What a week you have had! Between the press conferences and committee meetings I am surprised that you had time to do anything but brush your teeth and respond to my letters – obviously both of great importance for your personal image. I would not recommend ignoring either of those. However, we both know that if one had to go, which you would chose! On a side note, have you noticed that dentures have come such a long way in the past 50 years? But back to topic. Below I have provided you with a couple more issues to address with your cabinet and staff. I would much appreciate if you could handle these in a more timely fashion than my previous requests. Really, hombre. Priorities!

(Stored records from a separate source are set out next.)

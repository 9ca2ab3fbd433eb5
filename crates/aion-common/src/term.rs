//! RDF terms, atoms, and query patterns.
//!
//! An atom is a 32-bit id interned for the UTF-8 lexical form of an RDF
//! term: `<iri>`, `"literal"`, `"lit"@lang`, `"lit"^^<dt>`, or `_:bnode`.
//! Patterns resolve variables to an explicit tagged sum at plan time so
//! hot loops never repeat the `?`-prefix string test.

/// Interned identifier for an RDF term's byte content.
pub type Atom = u32;

/// Identifier for a query variable, assigned per query at plan time.
pub type VarId = u16;

/// Reserved sentinel atom sorting below every assigned atom. Never assigned.
pub const ATOM_MIN: Atom = 0;

/// Reserved sentinel atom sorting above every assigned atom. Never assigned.
pub const ATOM_MAX: Atom = u32::MAX;

/// The default graph's atom. The atom store interns the default graph IRI
/// first, so this id is stable across every store.
pub const DEFAULT_GRAPH: Atom = 1;

/// Lexical form interned for the default graph.
pub const DEFAULT_GRAPH_IRI: &str = "<urn:aion:graph:default>";

/// Returns true if the lexical form denotes an IRI (`<...>`).
#[inline]
pub fn is_iri(bytes: &[u8]) -> bool {
    bytes.len() >= 2 && bytes[0] == b'<' && bytes[bytes.len() - 1] == b'>'
}

/// Returns true if the lexical form denotes a literal (`"..."` with
/// optional language tag or datatype suffix).
#[inline]
pub fn is_literal(bytes: &[u8]) -> bool {
    !bytes.is_empty() && bytes[0] == b'"'
}

/// Returns true if the lexical form denotes a blank node (`_:...`).
#[inline]
pub fn is_blank(bytes: &[u8]) -> bool {
    bytes.starts_with(b"_:")
}

/// Returns true if the pattern text denotes a variable (`?name`).
#[inline]
pub fn is_variable(text: &str) -> bool {
    text.starts_with('?')
}

/// Extracts the plain lexical value of a literal: the content between the
/// quotes, without language tag or datatype suffix. Non-literals are
/// returned whole (IRIs without the angle brackets).
pub fn lexical_value(bytes: &[u8]) -> &[u8] {
    if is_literal(bytes) {
        // Find the closing quote scanning from the end; suffixes (@lang,
        // ^^<dt>) never contain an unescaped quote.
        if let Some(end) = bytes.iter().rposition(|&b| b == b'"') {
            if end > 0 {
                return &bytes[1..end];
            }
        }
        bytes
    } else if is_iri(bytes) {
        &bytes[1..bytes.len() - 1]
    } else {
        bytes
    }
}

/// A fully ground triple plus graph dimension.
#[derive(Debug, Clone, Copy, PartialEq, Eq, Hash)]
pub struct Quad {
    /// Subject atom.
    pub subject: Atom,
    /// Predicate atom.
    pub predicate: Atom,
    /// Object atom.
    pub object: Atom,
    /// Graph atom (DEFAULT_GRAPH when unnamed).
    pub graph: Atom,
}

impl Quad {
    /// Creates a quad in the default graph.
    pub fn triple(subject: Atom, predicate: Atom, object: Atom) -> Self {
        Self {
            subject,
            predicate,
            object,
            graph: DEFAULT_GRAPH,
        }
    }

    /// Creates a quad in a named graph.
    pub fn new(subject: Atom, predicate: Atom, object: Atom, graph: Atom) -> Self {
        Self {
            subject,
            predicate,
            object,
            graph,
        }
    }
}

/// One position of a triple pattern, resolved at plan time.
#[derive(Debug, Clone, Copy, PartialEq, Eq)]
pub enum PatternTerm {
    /// A bound term; matches only this atom.
    Bound(Atom),
    /// A named variable; matches anything and binds it.
    Var(VarId),
    /// An anonymous wildcard; matches anything and binds nothing.
    Any,
}

impl PatternTerm {
    /// Returns the bound atom, if this position is bound.
    #[inline]
    pub fn atom(&self) -> Option<Atom> {
        match self {
            PatternTerm::Bound(a) => Some(*a),
            _ => None,
        }
    }

    /// Returns the variable id, if this position is a named variable.
    #[inline]
    pub fn var(&self) -> Option<VarId> {
        match self {
            PatternTerm::Var(v) => Some(*v),
            _ => None,
        }
    }

    /// Returns true if this position constrains the match.
    #[inline]
    pub fn is_bound(&self) -> bool {
        matches!(self, PatternTerm::Bound(_))
    }
}

/// A triple pattern with an optional graph filter.
///
/// When `graph` is None the pattern matches across all graphs.
#[derive(Debug, Clone, Copy, PartialEq, Eq)]
pub struct TriplePattern {
    /// Subject position.
    pub subject: PatternTerm,
    /// Predicate position.
    pub predicate: PatternTerm,
    /// Object position.
    pub object: PatternTerm,
    /// Optional graph restriction.
    pub graph: Option<Atom>,
}

impl TriplePattern {
    /// Creates a pattern with no graph restriction.
    pub fn new(subject: PatternTerm, predicate: PatternTerm, object: PatternTerm) -> Self {
        Self {
            subject,
            predicate,
            object,
            graph: None,
        }
    }

    /// Restricts the pattern to one graph.
    pub fn in_graph(mut self, graph: Atom) -> Self {
        self.graph = Some(graph);
        self
    }

    /// Returns the number of bound positions (0-3).
    pub fn bound_count(&self) -> u8 {
        self.subject.is_bound() as u8
            + self.predicate.is_bound() as u8
            + self.object.is_bound() as u8
    }

    /// Returns true if a ground quad matches this pattern's bound positions
    /// and graph restriction.
    pub fn matches(&self, quad: &Quad) -> bool {
        if let Some(g) = self.graph {
            if g != quad.graph {
                return false;
            }
        }
        self.subject.atom().map_or(true, |a| a == quad.subject)
            && self.predicate.atom().map_or(true, |a| a == quad.predicate)
            && self.object.atom().map_or(true, |a| a == quad.object)
    }

    /// Iterates the named variables of this pattern in S, P, O order.
    pub fn variables(&self) -> impl Iterator<Item = VarId> + '_ {
        [self.subject, self.predicate, self.object]
            .into_iter()
            .filter_map(|t| t.var())
    }
}

#[cfg(test)]
mod tests {
    use super::*;

    #[test]
    fn test_term_classification() {
        assert!(is_iri(b"<http://example.org/a>"));
        assert!(!is_iri(b"\"literal\""));
        assert!(is_literal(b"\"hello\""));
        assert!(is_literal(b"\"hello\"@en"));
        assert!(is_literal(b"\"5\"^^<http://www.w3.org/2001/XMLSchema#integer>"));
        assert!(is_blank(b"_:b0"));
        assert!(!is_blank(b"<urn:a>"));
    }

    #[test]
    fn test_is_variable() {
        assert!(is_variable("?x"));
        assert!(!is_variable("<urn:a>"));
        assert!(!is_variable("\"?x\""));
    }

    #[test]
    fn test_lexical_value() {
        assert_eq!(lexical_value(b"\"hello\""), b"hello");
        assert_eq!(lexical_value(b"\"hello\"@en"), b"hello");
        assert_eq!(
            lexical_value(b"\"5\"^^<http://www.w3.org/2001/XMLSchema#integer>"),
            b"5"
        );
        assert_eq!(lexical_value(b"<urn:a>"), b"urn:a");
        assert_eq!(lexical_value(b"_:b0"), b"_:b0");
    }

    #[test]
    fn test_sentinels_ordering() {
        assert!(ATOM_MIN < DEFAULT_GRAPH);
        assert!(DEFAULT_GRAPH < ATOM_MAX);
    }

    #[test]
    fn test_pattern_term_accessors() {
        assert_eq!(PatternTerm::Bound(7).atom(), Some(7));
        assert_eq!(PatternTerm::Var(2).atom(), None);
        assert_eq!(PatternTerm::Var(2).var(), Some(2));
        assert_eq!(PatternTerm::Any.var(), None);
        assert!(PatternTerm::Bound(7).is_bound());
        assert!(!PatternTerm::Any.is_bound());
    }

    #[test]
    fn test_pattern_matches() {
        let quad = Quad::new(10, 20, 30, 2);
        let pattern = TriplePattern::new(
            PatternTerm::Bound(10),
            PatternTerm::Var(0),
            PatternTerm::Any,
        );
        assert!(pattern.matches(&quad));
        assert!(pattern.in_graph(2).matches(&quad));
        assert!(!pattern.in_graph(3).matches(&quad));

        let wrong_subject = TriplePattern::new(
            PatternTerm::Bound(11),
            PatternTerm::Any,
            PatternTerm::Any,
        );
        assert!(!wrong_subject.matches(&quad));
    }

    #[test]
    fn test_pattern_bound_count() {
        let p = TriplePattern::new(
            PatternTerm::Bound(1),
            PatternTerm::Var(0),
            PatternTerm::Bound(2),
        );
        assert_eq!(p.bound_count(), 2);
    }

    #[test]
    fn test_pattern_variables() {
        let p = TriplePattern::new(
            PatternTerm::Var(3),
            PatternTerm::Bound(1),
            PatternTerm::Var(5),
        );
        let vars: Vec<_> = p.variables().collect();
        assert_eq!(vars, vec![3, 5]);
    }

    #[test]
    fn test_quad_default_graph() {
        let quad = Quad::triple(1, 2, 3);
        assert_eq!(quad.graph, DEFAULT_GRAPH);
    }
}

Parking: Why is there such a fascination with double parking – in the middle of the traffic lane – during the times of heavy traffic? I know it will only be for “one minute”, but nearly every Spaniard is much too friendly to get in and out of any store in a reasonable amount of time. If the driver is anywhere near as conversational with everyone else as they are with me, a complete stranger, they may want to find a parking spot and put a few euros in the meter.

You may want to talk with the folks down at the dictionary office about this one. Everyone keeps using this word, and I don’t think it means what they think it means. “Claro” obviously does not mean “clearly” because if it really were “claro”, I would not be asking the question or so surprised by the answer. Honestly, if I had a nickel for every time someone told me “claro” about something that continues to confuse me, I could have paid someone to do all the running back and forth for my visa paperwork. Obviously.
On a personal note, I would like to recommend a slight toning down of the “tactical force” to deal with the barking dog next door. I agree, we have all wanted to, but just because you “can” does not mean you “should.” Calling in the “heavy artillery”, while effective, may be frowned upon. Again, just my opinion.